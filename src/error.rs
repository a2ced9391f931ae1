//! Error types and exit codes for xamlgen-engine

use std::path::PathBuf;
use std::process::ExitCode;
use thiserror::Error;

/// Main error type for xamlgen-engine operations
///
/// A cursor that is not inside any class is *not* an error; it produces
/// [`AnalyzerOutput::empty`](crate::schema::AnalyzerOutput::empty).
#[derive(Error, Debug)]
pub enum XamlGenError {
    #[error("File not found: {path}")]
    FileNotFound { path: String },

    #[error("Unsupported language for extension: {extension}")]
    UnsupportedLanguage { extension: String },

    #[error("Failed to parse file: {message}")]
    ParseFailure { message: String },

    #[error("Invalid cursor position '{position}': {message}")]
    InvalidPosition { position: String, message: String },

    #[error("Invalid profile '{profile}': {message}")]
    InvalidProfile { profile: String, message: String },

    #[error("Failed to load library manifest {}: {message}", path.display())]
    LibraryLoad { path: PathBuf, message: String },

    #[error("Configuration error: {message}")]
    ConfigError { message: String },

    #[error("JSON error: {0}")]
    Json(#[from] serde_json::Error),

    #[error("IO error: {0}")]
    Io(#[from] std::io::Error),
}

impl XamlGenError {
    /// Convert error to the process exit code:
    /// - 1: File not found / IO error
    /// - 2: Unsupported language
    /// - 3: Parse failure
    /// - 4: Invalid position
    /// - 5: Invalid profile, library manifest or configuration
    pub fn exit_code(&self) -> ExitCode {
        match self {
            Self::FileNotFound { .. } => ExitCode::from(1),
            Self::UnsupportedLanguage { .. } => ExitCode::from(2),
            Self::ParseFailure { .. } => ExitCode::from(3),
            Self::InvalidPosition { .. } => ExitCode::from(4),
            Self::InvalidProfile { .. } => ExitCode::from(5),
            Self::LibraryLoad { .. } => ExitCode::from(5),
            Self::ConfigError { .. } => ExitCode::from(5),
            Self::Json(_) => ExitCode::from(5),
            Self::Io(_) => ExitCode::from(1),
        }
    }

    /// Shorthand for an [`XamlGenError::InvalidProfile`]
    pub(crate) fn invalid_profile(profile: &str, message: impl Into<String>) -> Self {
        Self::InvalidProfile {
            profile: profile.to_string(),
            message: message.into(),
        }
    }
}

/// Result type alias for xamlgen-engine operations
pub type Result<T> = std::result::Result<T, XamlGenError>;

·····

What you should do >> Extract every line of the records above that contains the word "Failed".

Task response >>
    #[error("Failed to parse file: {message}")]
    #[error("Failed to load library manifest {}: {message}", path.display())]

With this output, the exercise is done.